**ACTIVITY:** Read the records below and copy each line that contains "enum".

**TASK INPUT:**
◆ ◆ ◆ ◆ ◆ ◆ ◆
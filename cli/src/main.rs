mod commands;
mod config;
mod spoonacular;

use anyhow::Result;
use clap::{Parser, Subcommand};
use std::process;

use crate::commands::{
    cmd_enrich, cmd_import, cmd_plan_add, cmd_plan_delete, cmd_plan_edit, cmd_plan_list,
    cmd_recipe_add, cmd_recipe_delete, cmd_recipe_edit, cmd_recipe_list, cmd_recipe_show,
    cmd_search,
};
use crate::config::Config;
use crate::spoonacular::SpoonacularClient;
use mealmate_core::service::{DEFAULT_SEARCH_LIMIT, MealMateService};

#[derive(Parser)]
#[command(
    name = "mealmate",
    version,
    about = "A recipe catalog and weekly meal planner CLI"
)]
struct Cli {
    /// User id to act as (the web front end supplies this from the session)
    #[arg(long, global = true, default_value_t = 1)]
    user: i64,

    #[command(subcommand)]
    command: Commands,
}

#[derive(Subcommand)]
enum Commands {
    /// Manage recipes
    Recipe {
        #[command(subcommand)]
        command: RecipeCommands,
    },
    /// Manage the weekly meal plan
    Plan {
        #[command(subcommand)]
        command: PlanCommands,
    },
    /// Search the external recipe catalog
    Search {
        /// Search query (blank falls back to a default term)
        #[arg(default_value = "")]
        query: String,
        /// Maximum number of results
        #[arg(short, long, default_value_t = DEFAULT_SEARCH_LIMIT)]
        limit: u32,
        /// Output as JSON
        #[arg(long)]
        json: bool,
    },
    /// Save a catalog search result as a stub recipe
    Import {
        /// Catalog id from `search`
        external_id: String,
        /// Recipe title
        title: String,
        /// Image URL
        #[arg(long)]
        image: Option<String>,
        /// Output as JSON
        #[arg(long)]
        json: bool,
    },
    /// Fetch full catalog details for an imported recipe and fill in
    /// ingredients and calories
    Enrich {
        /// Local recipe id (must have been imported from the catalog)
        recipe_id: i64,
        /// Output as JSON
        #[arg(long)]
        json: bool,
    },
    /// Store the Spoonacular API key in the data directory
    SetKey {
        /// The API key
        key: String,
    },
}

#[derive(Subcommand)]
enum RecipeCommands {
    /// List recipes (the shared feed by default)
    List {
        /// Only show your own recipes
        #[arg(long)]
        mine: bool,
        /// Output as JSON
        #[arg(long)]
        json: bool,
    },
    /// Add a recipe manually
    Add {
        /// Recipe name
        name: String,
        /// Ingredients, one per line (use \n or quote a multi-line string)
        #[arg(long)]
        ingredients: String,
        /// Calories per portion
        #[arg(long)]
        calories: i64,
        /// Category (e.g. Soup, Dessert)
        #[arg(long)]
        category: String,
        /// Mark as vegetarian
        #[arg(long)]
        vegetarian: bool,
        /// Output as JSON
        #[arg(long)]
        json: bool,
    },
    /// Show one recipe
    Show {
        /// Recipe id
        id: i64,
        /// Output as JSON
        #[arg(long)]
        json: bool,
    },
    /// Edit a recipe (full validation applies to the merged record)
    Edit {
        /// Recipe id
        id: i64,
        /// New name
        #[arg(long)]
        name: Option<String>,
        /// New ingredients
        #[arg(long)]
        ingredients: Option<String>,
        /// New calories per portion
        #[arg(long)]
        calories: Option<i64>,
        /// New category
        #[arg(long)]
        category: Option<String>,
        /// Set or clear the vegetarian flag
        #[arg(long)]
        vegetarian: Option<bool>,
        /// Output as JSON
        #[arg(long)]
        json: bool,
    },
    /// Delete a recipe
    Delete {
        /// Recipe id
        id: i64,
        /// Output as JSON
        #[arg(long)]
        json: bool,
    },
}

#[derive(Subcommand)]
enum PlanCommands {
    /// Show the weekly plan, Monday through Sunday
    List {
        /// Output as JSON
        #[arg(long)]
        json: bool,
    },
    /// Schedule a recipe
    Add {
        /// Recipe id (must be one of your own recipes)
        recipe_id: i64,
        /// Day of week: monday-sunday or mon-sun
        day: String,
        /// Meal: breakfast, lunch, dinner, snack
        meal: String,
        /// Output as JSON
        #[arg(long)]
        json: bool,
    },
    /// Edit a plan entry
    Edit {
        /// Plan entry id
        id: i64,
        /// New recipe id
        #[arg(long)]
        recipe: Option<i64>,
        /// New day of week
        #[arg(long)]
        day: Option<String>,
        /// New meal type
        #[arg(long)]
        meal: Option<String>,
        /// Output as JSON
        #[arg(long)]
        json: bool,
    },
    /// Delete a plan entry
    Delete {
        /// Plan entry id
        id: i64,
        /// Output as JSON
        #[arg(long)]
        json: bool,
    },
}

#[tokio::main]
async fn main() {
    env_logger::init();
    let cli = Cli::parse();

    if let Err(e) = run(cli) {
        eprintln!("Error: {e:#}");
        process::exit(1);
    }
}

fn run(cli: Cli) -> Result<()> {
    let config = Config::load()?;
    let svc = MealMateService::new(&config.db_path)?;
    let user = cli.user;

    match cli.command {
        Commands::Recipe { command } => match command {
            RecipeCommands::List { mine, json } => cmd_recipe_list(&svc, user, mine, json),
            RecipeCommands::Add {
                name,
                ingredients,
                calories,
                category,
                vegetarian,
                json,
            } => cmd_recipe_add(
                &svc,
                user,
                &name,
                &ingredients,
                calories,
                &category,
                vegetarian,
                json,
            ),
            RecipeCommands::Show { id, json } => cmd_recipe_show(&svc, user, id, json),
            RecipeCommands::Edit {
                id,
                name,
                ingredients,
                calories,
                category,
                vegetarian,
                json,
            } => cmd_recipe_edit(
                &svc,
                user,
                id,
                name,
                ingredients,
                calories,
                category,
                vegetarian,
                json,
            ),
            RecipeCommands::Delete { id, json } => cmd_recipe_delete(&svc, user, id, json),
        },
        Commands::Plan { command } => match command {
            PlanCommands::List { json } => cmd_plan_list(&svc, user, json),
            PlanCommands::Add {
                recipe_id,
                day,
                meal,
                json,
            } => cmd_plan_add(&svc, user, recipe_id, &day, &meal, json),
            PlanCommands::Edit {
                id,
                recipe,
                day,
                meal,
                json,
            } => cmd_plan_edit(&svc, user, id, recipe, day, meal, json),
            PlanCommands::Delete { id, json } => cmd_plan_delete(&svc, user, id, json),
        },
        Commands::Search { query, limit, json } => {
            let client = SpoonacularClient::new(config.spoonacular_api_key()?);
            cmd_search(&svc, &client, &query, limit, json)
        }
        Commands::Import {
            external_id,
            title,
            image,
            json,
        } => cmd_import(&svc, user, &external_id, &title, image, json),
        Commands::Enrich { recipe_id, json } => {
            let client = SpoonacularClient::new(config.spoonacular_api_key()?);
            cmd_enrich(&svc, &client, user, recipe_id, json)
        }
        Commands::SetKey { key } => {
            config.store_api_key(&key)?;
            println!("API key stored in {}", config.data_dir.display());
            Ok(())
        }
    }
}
◆ ◆ ◆ ◆ ◆ ◆ ◆
**REPLY TO THE TASK:**
enum Commands {
enum RecipeCommands {
enum PlanCommands {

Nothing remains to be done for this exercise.